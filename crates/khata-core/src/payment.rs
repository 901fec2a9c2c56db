//! # Payment Recorder
//!
//! Takes money from a creditor and settles what it can.
//!
//! ## Flow
//! ```text
//! ┌─────────────────────────────────────────────────────────────────────────┐
//! │  record_payment(books, creditor_index, "500", now)                     │
//! │       │                                                                 │
//! │       ├── parse "500"          → InvalidPaymentAmount on bad text       │
//! │       │                                                                 │
//! │       ├── ledger.apply_payment → LimitExceeded / CreditorNotFound      │
//! │       │      (balance −= amount, creditor removed at zero)              │
//! │       │                                                                 │
//! │       ├── payments.push(payment)                                        │
//! │       │                                                                 │
//! │       └── mark_settled_sales   → isPaid, credit_paid, timestamp = now   │
//! └─────────────────────────────────────────────────────────────────────────┘
//! ```
//!
//! Every check runs before the first mutation, so a rejected payment leaves
//! creditors, payments and sales untouched.
//!
//! ## Sale Settlement Heuristic
//! A payment marks as paid every open credit sale for the creditor's phone
//! whose amount is at most the payment amount. Each sale is compared with
//! the whole payment on its own; nothing is allocated cumulatively. A
//! partial payment smaller than every sale marks nothing, and a payment of
//! 500 marks both a 300 and a 400 sale. Existing records depend on this
//! behavior, so it is kept rather than replaced by FIFO allocation.

use chrono::{DateTime, Utc};
use serde::{Deserialize, Serialize};

use crate::books::Books;
use crate::error::{CoreError, CoreResult};
use crate::money::Money;
use crate::types::{Payment, PaymentMethod, Sale};

/// Outcome of a recorded payment.
#[derive(Debug, Clone, PartialEq, Eq, Serialize, Deserialize)]
#[serde(rename_all = "camelCase")]
pub struct PaymentReceipt {
    pub payment: Payment,
    /// Balance still owed after the payment.
    pub remaining: Money,
    /// The creditor was paid off and removed.
    pub settled: bool,
    /// Number of credit sales marked paid.
    pub sales_marked: usize,
}

/// Parses a payment amount typed by the operator.
///
/// ## Errors
/// `InvalidPaymentAmount` for blank, non-numeric, NaN/inf, or non-positive
/// input.
pub fn parse_payment_amount(raw: &str) -> CoreResult<Money> {
    let amount = Money::parse("amount", raw).map_err(|e| CoreError::InvalidPaymentAmount {
        reason: e.to_string(),
    })?;

    if !amount.is_positive() {
        return Err(CoreError::InvalidPaymentAmount {
            reason: "must be greater than zero".to_string(),
        });
    }

    Ok(amount)
}

/// Records a payment from the creditor at `creditor_index`.
///
/// Balance update, payment log append and sale settlement happen together
/// or not at all.
pub fn record_payment(
    books: &mut Books,
    creditor_index: usize,
    raw_amount: &str,
    now: DateTime<Utc>,
) -> CoreResult<PaymentReceipt> {
    let amount = parse_payment_amount(raw_amount)?;
    let payment = books.creditors.apply_payment(creditor_index, amount, now)?;

    let remaining = books
        .creditors
        .find_by_phone(&payment.creditor_phone)
        .map(|c| c.amount_owed)
        .unwrap_or_default();
    let settled = remaining.is_zero();

    let sales_marked = mark_settled_sales(&mut books.sales, &payment.creditor_phone, amount, now);
    books.payments.push(payment.clone());

    Ok(PaymentReceipt {
        payment,
        remaining,
        settled,
        sales_marked,
    })
}

/// Marks open credit sales for `phone` that `amount` covers on its own.
///
/// Deleted sales are skipped. Returns the number of sales marked.
pub fn mark_settled_sales(
    sales: &mut [Sale],
    phone: &str,
    amount: Money,
    now: DateTime<Utc>,
) -> usize {
    let mut marked = 0;
    for sale in sales
        .iter_mut()
        .filter(|s| s.is_active() && s.is_open_credit_for(phone) && amount >= s.amount)
    {
        sale.is_paid = true;
        sale.payment_method = PaymentMethod::CreditPaid;
        sale.timestamp = now;
        marked += 1;
    }
    marked
}

// =============================================================================
// Unit Tests
// =============================================================================

#[cfg(test)]
mod tests {
    use super::*;
    use crate::sales::{create_sale, soft_delete_sale, SaleForm};
    use crate::types::ProductType;
    use chrono::TimeZone;

    fn at(day: u32) -> DateTime<Utc> {
        Utc.with_ymd_and_hms(2024, 7, day, 15, 0, 0).unwrap()
    }

    fn credit(phone: &str, amount: &str) -> SaleForm {
        SaleForm::credit(ProductType::Coil, "Mesh 0.6", "1", amount, "Ali", phone)
    }

    #[test]
    fn test_exact_payment_settles_creditor_and_sale() {
        let mut books = Books::new();
        create_sale(&mut books, &credit("0300", "500"), at(1)).unwrap();

        let receipt = record_payment(&mut books, 0, "500", at(2)).unwrap();

        assert!(receipt.settled);
        assert_eq!(receipt.sales_marked, 1);
        assert!(books.creditors.is_empty());
        assert!(books.creditors.find_by_phone("0300").is_none());

        assert_eq!(books.payments.len(), 1);
        assert_eq!(books.payments[0].creditor_phone, "0300");
        assert_eq!(books.payments[0].amount, Money::from_major(500));

        let sale = &books.sales[0];
        assert!(sale.is_paid);
        assert_eq!(sale.payment_method, PaymentMethod::CreditPaid);
        assert_eq!(sale.timestamp, at(2));
    }

    #[test]
    fn test_partial_payment_leaves_sale_open() {
        let mut books = Books::new();
        create_sale(&mut books, &credit("0311", "300"), at(1)).unwrap();

        let receipt = record_payment(&mut books, 0, "200", at(2)).unwrap();

        assert!(!receipt.settled);
        assert_eq!(receipt.remaining, Money::from_major(100));
        assert_eq!(receipt.sales_marked, 0);
        assert_eq!(
            books.creditors.find_by_phone("0311").unwrap().amount_owed,
            Money::from_major(100)
        );
        assert!(!books.sales[0].is_paid);
        assert_eq!(books.sales[0].timestamp, at(1));
    }

    #[test]
    fn test_over_limit_payment_changes_nothing() {
        let mut books = Books::new();
        create_sale(&mut books, &credit("0300", "500"), at(1)).unwrap();
        let before = books.clone();

        let err = record_payment(&mut books, 0, "500.01", at(2)).unwrap_err();
        assert!(matches!(err, CoreError::LimitExceeded { .. }));
        assert_eq!(books, before);
    }

    #[test]
    fn test_bad_amounts_are_rejected() {
        let mut books = Books::new();
        create_sale(&mut books, &credit("0300", "500"), at(1)).unwrap();
        let before = books.clone();

        for raw in ["", "abc", "NaN", "0", "-50"] {
            assert!(
                matches!(
                    record_payment(&mut books, 0, raw, at(2)),
                    Err(CoreError::InvalidPaymentAmount { .. })
                ),
                "{raw:?} should be rejected"
            );
        }
        assert_eq!(books, before);
    }

    #[test]
    fn test_one_payment_can_mark_several_sales() {
        let mut books = Books::new();
        create_sale(&mut books, &credit("0300", "300"), at(1)).unwrap();
        create_sale(&mut books, &credit("0300", "400"), at(1)).unwrap();
        create_sale(&mut books, &credit("0300", "600"), at(1)).unwrap();

        let receipt = record_payment(&mut books, 0, "500", at(2)).unwrap();

        assert_eq!(receipt.sales_marked, 2);
        assert_eq!(receipt.remaining, Money::from_major(800));
        let paid: Vec<bool> = books.sales.iter().map(|s| s.is_paid).collect();
        assert_eq!(paid, vec![true, true, false]);
    }

    #[test]
    fn test_other_customers_and_deleted_sales_are_not_marked() {
        let mut books = Books::new();
        create_sale(&mut books, &credit("0300", "100"), at(1)).unwrap();
        create_sale(&mut books, &credit("0399", "100"), at(1)).unwrap();
        create_sale(&mut books, &credit("0300", "100"), at(1)).unwrap();
        soft_delete_sale(&mut books, 2, at(1)).unwrap();

        record_payment(&mut books, 0, "150", at(2)).unwrap();

        assert!(books.sales[0].is_paid);
        assert!(!books.sales[1].is_paid);
        assert!(!books.sales[2].is_paid);
    }

    #[test]
    fn test_original_sale_amount_is_balance_before_payment() {
        let mut books = Books::new();
        create_sale(&mut books, &credit("0300", "250"), at(1)).unwrap();
        create_sale(&mut books, &credit("0300", "250"), at(1)).unwrap();

        record_payment(&mut books, 0, "100", at(2)).unwrap();
        assert_eq!(
            books.payments[0].original_sale_amount,
            Some(Money::from_major(500))
        );
    }
}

• **To do**: Only lines of the data holding the word "PaymentReceipt" go in the answer. Please copy each of them.

• **Response to the exercise**:
pub struct PaymentReceipt {
) -> CoreResult<PaymentReceipt> {
    Ok(PaymentReceipt {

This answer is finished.